───── Given information ─────

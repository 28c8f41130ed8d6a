// SPDX-License-Identifier: MIT OR Apache-2.0

#![forbid(unsafe_code)]

//! Core types for rank-based comparison of change point detection methods.
//!
//! A benchmark run produces one score per (dataset, method) pair, with
//! failed runs recorded as missing. This crate turns such a table into
//! per-dataset ranks and average ranks, which the statistical tests in
//! `cdrank-stats` and the clique grouping in `cdrank-cliques` consume.

mod error;
mod ranks;
mod scores;
mod verdicts;

pub use error::RankError;
pub use ranks::{rank_scores, rank_vector, DatasetRanks, RankSummary, ScoreDirection};
pub use scores::{CompleteScores, Labels, MethodId, MissingPolicy, ScoreTable};
pub use verdicts::{PairwiseVerdict, VerdictMatrix};
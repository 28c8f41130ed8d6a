// SPDX-License-Identifier: MIT OR Apache-2.0

#![forbid(unsafe_code)]

use crate::{CompleteScores, Labels, MethodId, RankError};

/// Comparison direction for scores.
#[cfg_attr(feature = "serde", derive(serde::Serialize, serde::Deserialize))]
#[derive(Clone, Copy, Debug, PartialEq, Eq)]
pub enum ScoreDirection {
    /// Larger scores are better (e.g. F1, covering).
    HigherIsBetter,
    /// Smaller scores are better (e.g. annotation error).
    LowerIsBetter,
}

/// Ranks for one dataset, in method order.
#[cfg_attr(feature = "serde", derive(serde::Serialize, serde::Deserialize))]
#[derive(Clone, Debug, PartialEq)]
pub struct DatasetRanks {
    pub dataset: String,
    pub ranks: Vec<f64>,
}

/// Per-dataset ranks and average ranks for a complete score matrix.
///
/// `effective_datasets` counts only datasets that were actually ranked;
/// datasets skipped for non-finite scores are listed in `skipped_datasets`
/// and contribute nothing to the averages.
#[cfg_attr(feature = "serde", derive(serde::Serialize, serde::Deserialize))]
#[derive(Clone, Debug, PartialEq)]
pub struct RankSummary {
    labels: Labels,
    /// Mean rank per method over all ranked datasets, indexed by `MethodId`.
    pub average_ranks: Vec<f64>,
    /// Ranks per ranked dataset, each summing to `k(k+1)/2`.
    pub dataset_ranks: Vec<DatasetRanks>,
    /// Datasets excluded because they contained a non-finite score.
    pub skipped_datasets: Vec<String>,
    /// Number of datasets actually ranked; the `N` for downstream tests.
    pub effective_datasets: usize,
}

impl RankSummary {
    pub fn labels(&self) -> &Labels {
        &self.labels
    }

    pub fn method_count(&self) -> usize {
        self.labels.method_count()
    }

    pub fn average_rank(&self, method: MethodId) -> f64 {
        self.average_ranks[method.0]
    }

    /// The method with the smallest (best) average rank, ties broken by the
    /// lowest method index.
    pub fn best_method(&self) -> MethodId {
        let mut best = MethodId(0);
        for m in 1..self.average_ranks.len() {
            if self.average_ranks[m] < self.average_ranks[best.0] {
                best = MethodId(m);
            }
        }
        best
    }
}

/// Ascending ranks with average tie-breaking, matching R's
/// `rank(ties.method = "average")`.
///
/// Equal values receive the mean of the ordinal positions they occupy, so
/// two values tied for positions 2 and 3 both rank 2.5.
pub fn rank_vector(values: &[f64]) -> Result<Vec<f64>, RankError> {
    if values.is_empty() {
        return Err(RankError::invalid_input("cannot rank an empty vector"));
    }
    if let Some(pos) = values.iter().position(|v| !v.is_finite()) {
        return Err(RankError::invalid_input(format!(
            "non-finite value at position {pos}: {}",
            values[pos]
        )));
    }

    let mut order: Vec<usize> = (0..values.len()).collect();
    // total_cmp is safe here: non-finite values were rejected above.
    order.sort_by(|&a, &b| values[a].total_cmp(&values[b]));

    let mut ranks = vec![0.0; values.len()];
    let mut start = 0;
    while start < order.len() {
        let mut end = start + 1;
        while end < order.len() && values[order[end]] == values[order[start]] {
            end += 1;
        }
        // Positions start..end (0-based) hold ranks start+1..=end.
        let avg_rank = (start + 1 + end) as f64 / 2.0;
        for &idx in &order[start..end] {
            ranks[idx] = avg_rank;
        }
        start = end;
    }
    Ok(ranks)
}

/// Ranks every dataset of a complete score matrix and averages per method.
///
/// Rank 1 is best under `direction`; higher-is-better scores are negated so
/// a single ascending routine is reused. A dataset with any non-finite score
/// is excluded from ranking entirely and reported in the summary, because
/// including it would corrupt every method's average rank.
pub fn rank_scores(
    scores: &CompleteScores,
    direction: ScoreDirection,
) -> Result<RankSummary, RankError> {
    let labels = scores.labels().clone();
    let k = labels.method_count();

    let mut dataset_ranks = Vec::new();
    let mut skipped_datasets = Vec::new();
    let mut rank_sums = vec![0.0; k];

    for d in 0..labels.dataset_count() {
        let row = scores.dataset_row(d);
        if row.iter().any(|v| !v.is_finite()) {
            skipped_datasets.push(labels.dataset_name(d).to_string());
            continue;
        }
        let keyed: Vec<f64> = match direction {
            ScoreDirection::HigherIsBetter => row.iter().map(|v| -v).collect(),
            ScoreDirection::LowerIsBetter => row.to_vec(),
        };
        let ranks = rank_vector(&keyed)?;
        for (sum, rank) in rank_sums.iter_mut().zip(&ranks) {
            *sum += rank;
        }
        dataset_ranks.push(DatasetRanks {
            dataset: labels.dataset_name(d).to_string(),
            ranks,
        });
    }

    let effective_datasets = dataset_ranks.len();
    if effective_datasets == 0 {
        return Err(RankError::insufficient_data(format!(
            "no dataset could be ranked: all {} datasets contain non-finite scores",
            labels.dataset_count()
        )));
    }

    let average_ranks = rank_sums
        .into_iter()
        .map(|sum| sum / effective_datasets as f64)
        .collect();

    Ok(RankSummary {
        labels,
        average_ranks,
        dataset_ranks,
        skipped_datasets,
        effective_datasets,
    })
}
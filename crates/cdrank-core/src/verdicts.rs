// SPDX-License-Identifier: MIT OR Apache-2.0

#![forbid(unsafe_code)]

use crate::{MethodId, RankError};

/// Decision for one unordered method pair.
#[cfg_attr(feature = "serde", derive(serde::Serialize, serde::Deserialize))]
#[derive(Clone, Debug, PartialEq)]
pub struct PairwiseVerdict {
    /// The statistic the decision was based on: the absolute average-rank
    /// gap for Nemenyi, the raw signed-rank p-value for Wilcoxon-Holm.
    pub statistic: f64,
    /// The corrected threshold the statistic was compared against.
    pub threshold: f64,
    /// Whether the two methods are significantly different.
    pub significant: bool,
    /// Holm-adjusted p-value, where the procedure produces one.
    pub corrected_p_value: Option<f64>,
}

/// Symmetric matrix of pairwise verdicts over `k` methods.
///
/// Stores the `k(k-1)/2` upper-triangle entries; `(i, j)` and `(j, i)`
/// resolve to the same verdict and the diagonal has none.
#[cfg_attr(feature = "serde", derive(serde::Serialize, serde::Deserialize))]
#[derive(Clone, Debug, PartialEq)]
pub struct VerdictMatrix {
    methods: Vec<String>,
    cells: Vec<PairwiseVerdict>,
}

impl VerdictMatrix {
    /// Builds a matrix from upper-triangle cells in `(0,1), (0,2), ...,
    /// (k-2, k-1)` order.
    pub fn new(methods: Vec<String>, cells: Vec<PairwiseVerdict>) -> Result<Self, RankError> {
        let k = methods.len();
        if k < 2 {
            return Err(RankError::invalid_input(format!(
                "verdict matrix needs at least 2 methods, got {k}"
            )));
        }
        let expected = k * (k - 1) / 2;
        if cells.len() != expected {
            return Err(RankError::invalid_input(format!(
                "verdict count mismatch: got {}, expected {expected} for {k} methods",
                cells.len()
            )));
        }
        Ok(Self { methods, cells })
    }

    pub fn method_count(&self) -> usize {
        self.methods.len()
    }

    pub fn method_names(&self) -> &[String] {
        &self.methods
    }

    /// The verdict for an unordered pair; `None` on the diagonal.
    pub fn get(&self, a: MethodId, b: MethodId) -> Option<&PairwiseVerdict> {
        if a == b {
            return None;
        }
        Some(&self.cells[self.pair_index(a, b)])
    }

    /// Whether `a` and `b` are significantly different. The diagonal is not
    /// a difference.
    pub fn significant(&self, a: MethodId, b: MethodId) -> bool {
        self.get(a, b).is_some_and(|v| v.significant)
    }

    /// Upper-triangle pairs with their verdicts, `i < j`.
    pub fn pairs(&self) -> impl Iterator<Item = (MethodId, MethodId, &PairwiseVerdict)> {
        let k = self.methods.len();
        (0..k)
            .flat_map(move |i| ((i + 1)..k).map(move |j| (MethodId(i), MethodId(j))))
            .zip(&self.cells)
            .map(|((i, j), v)| (i, j, v))
    }

    fn pair_index(&self, a: MethodId, b: MethodId) -> usize {
        let (i, j) = if a.0 < b.0 { (a.0, b.0) } else { (b.0, a.0) };
        let k = self.methods.len();
        // Row i starts after the triangle above it: i*k - i*(i+1)/2.
        i * k - i * (i + 1) / 2 + (j - i - 1)
    }
}

#[cfg(test)]
mod tests {
    use super::{PairwiseVerdict, VerdictMatrix};
    use crate::{MethodId, RankError};

    fn verdict(significant: bool) -> PairwiseVerdict {
        PairwiseVerdict {
            statistic: 1.0,
            threshold: 0.5,
            significant,
            corrected_p_value: None,
        }
    }

    fn matrix() -> VerdictMatrix {
        // 3 methods: (0,1) not different, (0,2) different, (1,2) different.
        VerdictMatrix::new(
            vec!["a".to_string(), "b".to_string(), "c".to_string()],
            vec![verdict(false), verdict(true), verdict(true)],
        )
        .expect("matrix should be valid")
    }

    #[test]
    fn new_rejects_wrong_cell_count() {
        let err = VerdictMatrix::new(
            vec!["a".to_string(), "b".to_string(), "c".to_string()],
            vec![verdict(false)],
        )
        .expect_err("3 methods need 3 cells");
        assert!(matches!(err, RankError::InvalidInput(_)));
    }

    #[test]
    fn lookup_is_symmetric_and_diagonal_is_empty() {
        let m = matrix();
        assert!(m.get(MethodId(1), MethodId(1)).is_none());
        assert!(!m.significant(MethodId(0), MethodId(1)));
        assert!(m.significant(MethodId(1), MethodId(0)));
        assert!(m.significant(MethodId(2), MethodId(0)));
    }

    #[test]
    fn pairs_iterate_the_upper_triangle_in_order() {
        let m = matrix();
        let pairs: Vec<(usize, usize, bool)> = m
            .pairs()
            .map(|(i, j, v)| (i.0, j.0, v.significant))
            .collect();
        assert_eq!(
            pairs,
            vec![(0, 1, false), (0, 2, true), (1, 2, true)]
        );
    }

    #[test]
    fn pair_index_covers_a_larger_triangle() {
        let methods: Vec<String> = (0..5).map(|i| format!("m{i}")).collect();
        let cells: Vec<PairwiseVerdict> = (0..10).map(|i| verdict(i % 2 == 0)).collect();
        let m = VerdictMatrix::new(methods, cells.clone()).expect("matrix should be valid");
        let mut seen = Vec::new();
        for (i, j, v) in m.pairs() {
            assert_eq!(m.get(i, j), Some(v));
            assert_eq!(m.get(j, i), Some(v));
            seen.push(v.clone());
        }
        assert_eq!(seen, cells);
    }
}
// SPDX-License-Identifier: MIT OR Apache-2.0

#![forbid(unsafe_code)]

//! Groups methods that are not significantly different into maximal
//! cliques, the building block of critical difference diagrams.
//!
//! Nodes are methods; an edge connects every pair a post-hoc test could
//! not separate. Maximal cliques of that graph are the candidate groups;
//! cliques whose rank span sits inside another clique's span add no
//! information and are dropped, as are cliques with zero rank spread.

mod bron_kerbosch;

use cdrank_core::{MethodId, RankError, RankSummary, VerdictMatrix};

pub use bron_kerbosch::maximal_cliques;

/// A group of methods that are pairwise not significantly different.
#[cfg_attr(feature = "serde", derive(serde::Serialize, serde::Deserialize))]
#[derive(Clone, Debug, PartialEq)]
pub struct Clique {
    /// Members ordered by average rank, best first.
    pub methods: Vec<MethodId>,
    /// Smallest average rank among the members.
    pub min_rank: f64,
    /// Largest average rank among the members.
    pub max_rank: f64,
}

impl Clique {
    pub fn contains(&self, method: MethodId) -> bool {
        self.methods.contains(&method)
    }
}

/// Extracts the reportable cliques from a pairwise verdict matrix.
///
/// Builds the insignificance graph, enumerates maximal cliques, then
/// discards cliques whose rank span is strictly contained in another
/// clique's span and cliques with zero span (singletons included). The
/// survivors are sorted by minimum average rank.
pub fn group_cliques(
    verdicts: &VerdictMatrix,
    summary: &RankSummary,
) -> Result<Vec<Clique>, RankError> {
    if verdicts.method_names() != summary.labels().method_names() {
        return Err(RankError::invalid_input(
            "verdict matrix and rank summary describe different method sets",
        ));
    }

    let k = summary.method_count();
    let mut adjacency = vec![vec![false; k]; k];
    for (i, j, verdict) in verdicts.pairs() {
        if !verdict.significant {
            adjacency[i.0][j.0] = true;
            adjacency[j.0][i.0] = true;
        }
    }

    let raw = maximal_cliques(&adjacency);
    let mut cliques: Vec<Clique> = raw
        .into_iter()
        .map(|members| {
            let mut methods: Vec<MethodId> = members.into_iter().map(MethodId).collect();
            methods.sort_by(|a, b| {
                summary
                    .average_rank(*a)
                    .total_cmp(&summary.average_rank(*b))
                    .then(a.0.cmp(&b.0))
            });
            let min_rank = summary.average_rank(methods[0]);
            let max_rank = summary.average_rank(methods[methods.len() - 1]);
            Clique {
                methods,
                min_rank,
                max_rank,
            }
        })
        .collect();

    let dropped: Vec<bool> = cliques
        .iter()
        .enumerate()
        .map(|(j, candidate)| {
            if candidate.min_rank == candidate.max_rank {
                return true;
            }
            cliques.iter().enumerate().any(|(i, other)| {
                i != j && strictly_contains(other, candidate)
            })
        })
        .collect();
    let mut index = 0;
    cliques.retain(|_| {
        let drop = dropped[index];
        index += 1;
        !drop
    });

    cliques.sort_by(|a, b| {
        a.min_rank
            .total_cmp(&b.min_rank)
            .then(a.max_rank.total_cmp(&b.max_rank))
            .then(a.methods.cmp(&b.methods))
    });
    Ok(cliques)
}

/// Whether `outer` makes `inner` redundant: the rank span strictly
/// contains the other span, or the member set is a proper superset. Two
/// distinct cliques with identical spans both survive.
fn strictly_contains(outer: &Clique, inner: &Clique) -> bool {
    let span_contains = outer.min_rank <= inner.min_rank && outer.max_rank >= inner.max_rank;
    let span_strict =
        span_contains && (outer.min_rank < inner.min_rank || outer.max_rank > inner.max_rank);
    let set_superset = outer.methods.len() > inner.methods.len()
        && inner.methods.iter().all(|m| outer.contains(*m));
    span_strict || (span_contains && set_superset)
}

#[cfg(test)]
mod tests {
    use super::group_cliques;
    use cdrank_core::{
        rank_scores, CompleteScores, MethodId, PairwiseVerdict, RankError, ScoreDirection,
        VerdictMatrix,
    };

    fn names(items: &[&str]) -> Vec<String> {
        items.iter().map(|s| s.to_string()).collect()
    }

    fn summary_from(values: Vec<f64>, methods: &[&str], datasets: &[&str]) -> cdrank_core::RankSummary {
        let scores = CompleteScores::from_values(names(methods), names(datasets), values)
            .expect("matrix should be valid");
        rank_scores(&scores, ScoreDirection::HigherIsBetter).expect("ranking succeeds")
    }

    fn verdicts(method_names: &[&str], significant: &[bool]) -> VerdictMatrix {
        let cells = significant
            .iter()
            .map(|&s| PairwiseVerdict {
                statistic: 0.0,
                threshold: 0.0,
                significant: s,
                corrected_p_value: None,
            })
            .collect();
        VerdictMatrix::new(names(method_names), cells).expect("matrix should be valid")
    }

    /// Ranks 1, 2, 3 for a, b, c on two identical datasets.
    fn chain_summary() -> cdrank_core::RankSummary {
        summary_from(
            vec![0.9, 0.5, 0.1, 0.9, 0.5, 0.1],
            &["a", "b", "c"],
            &["d1", "d2"],
        )
    }

    #[test]
    fn chain_graph_yields_two_overlapping_cliques() {
        // a-b and b-c indistinguishable, a-c different.
        let v = verdicts(&["a", "b", "c"], &[false, true, false]);
        let cliques = group_cliques(&v, &chain_summary()).expect("grouping succeeds");

        assert_eq!(cliques.len(), 2);
        assert_eq!(cliques[0].methods, vec![MethodId(0), MethodId(1)]);
        assert_eq!((cliques[0].min_rank, cliques[0].max_rank), (1.0, 2.0));
        assert_eq!(cliques[1].methods, vec![MethodId(1), MethodId(2)]);
        assert_eq!((cliques[1].min_rank, cliques[1].max_rank), (2.0, 3.0));
    }

    #[test]
    fn fully_connected_graph_yields_one_clique() {
        let v = verdicts(&["a", "b", "c"], &[false, false, false]);
        let cliques = group_cliques(&v, &chain_summary()).expect("grouping succeeds");
        assert_eq!(cliques.len(), 1);
        assert_eq!(
            cliques[0].methods,
            vec![MethodId(0), MethodId(1), MethodId(2)]
        );
    }

    #[test]
    fn all_significant_pairs_leave_no_reportable_clique() {
        // Only singletons remain and their span is zero.
        let v = verdicts(&["a", "b", "c"], &[true, true, true]);
        let cliques = group_cliques(&v, &chain_summary()).expect("grouping succeeds");
        assert!(cliques.is_empty());
    }

    #[test]
    fn span_contained_cliques_are_dropped() {
        // Ranks: a=1, b=2, c=3, d=4 over two identical datasets.
        let summary = summary_from(
            vec![0.9, 0.7, 0.3, 0.1, 0.9, 0.7, 0.3, 0.1],
            &["a", "b", "c", "d"],
            &["d1", "d2"],
        );
        // Pairs in order (a,b) (a,c) (a,d) (b,c) (b,d) (c,d):
        // a,b,c mutually indistinguishable; b-d indistinguishable; the
        // rest differ. Maximal cliques: {a,b,c} span [1,3] and {b,d}
        // span [2,4]: neither contains the other, both reported.
        let v = verdicts(
            &["a", "b", "c", "d"],
            &[false, false, true, false, false, true],
        );
        let cliques = group_cliques(&v, &summary).expect("grouping succeeds");
        assert_eq!(cliques.len(), 2);
        assert_eq!(
            cliques[0].methods,
            vec![MethodId(0), MethodId(1), MethodId(2)]
        );
        assert_eq!(cliques[1].methods, vec![MethodId(1), MethodId(3)]);
    }

    #[test]
    fn inner_span_clique_is_dropped_even_without_set_overlap() {
        // Ranks over one dataset: a=1, b=2.5, c=2.5, d=4.
        let summary = summary_from(vec![0.9, 0.5, 0.5, 0.1], &["a", "b", "c", "d"], &["d1"]);
        // a-d indistinguishable (span [1,4]) and b-c indistinguishable
        // (span [2.5, 2.5], zero spread): only {a,d} survives; {b,c} is
        // both zero-span and inside [1,4].
        let v = verdicts(
            &["a", "b", "c", "d"],
            &[true, true, false, false, true, true],
        );
        let cliques = group_cliques(&v, &summary).expect("grouping succeeds");
        assert_eq!(cliques.len(), 1);
        assert_eq!(cliques[0].methods, vec![MethodId(0), MethodId(3)]);
    }

    #[test]
    fn every_reported_pair_is_not_significantly_different() {
        let v = verdicts(&["a", "b", "c"], &[false, true, false]);
        let summary = chain_summary();
        let cliques = group_cliques(&v, &summary).expect("grouping succeeds");
        for clique in &cliques {
            for (x, &i) in clique.methods.iter().enumerate() {
                for &j in &clique.methods[x + 1..] {
                    assert!(!v.significant(i, j));
                }
            }
        }
    }

    #[test]
    fn mismatched_method_sets_are_rejected() {
        let v = verdicts(&["a", "b", "x"], &[false, false, false]);
        let err = group_cliques(&v, &chain_summary()).expect_err("method names differ");
        assert!(matches!(err, RankError::InvalidInput(_)));
    }

    #[test]
    fn cliques_are_sorted_by_minimum_rank() {
        let v = verdicts(&["a", "b", "c"], &[false, true, false]);
        let cliques = group_cliques(&v, &chain_summary()).expect("grouping succeeds");
        for pair in cliques.windows(2) {
            assert!(pair[0].min_rank <= pair[1].min_rank);
        }
    }
}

─────

> [Work to complete] Retype, in the same exact form, the lines of the material above from the line holding "i*k - i*(i+1)/2." through the line holding "different, (1,2) different.".

> [Solution]
        // Row i starts after the triangle above it: i*k - i*(i+1)/2.
        i * k - i * (i + 1) / 2 + (j - i - 1)
    }
}

#[cfg(test)]
mod tests {
    use super::{PairwiseVerdict, VerdictMatrix};
    use crate::{MethodId, RankError};

    fn verdict(significant: bool) -> PairwiseVerdict {
        PairwiseVerdict {
            statistic: 1.0,
            threshold: 0.5,
            significant,
            corrected_p_value: None,
        }
    }

    fn matrix() -> VerdictMatrix {
        // 3 methods: (0,1) not different, (0,2) different, (1,2) different.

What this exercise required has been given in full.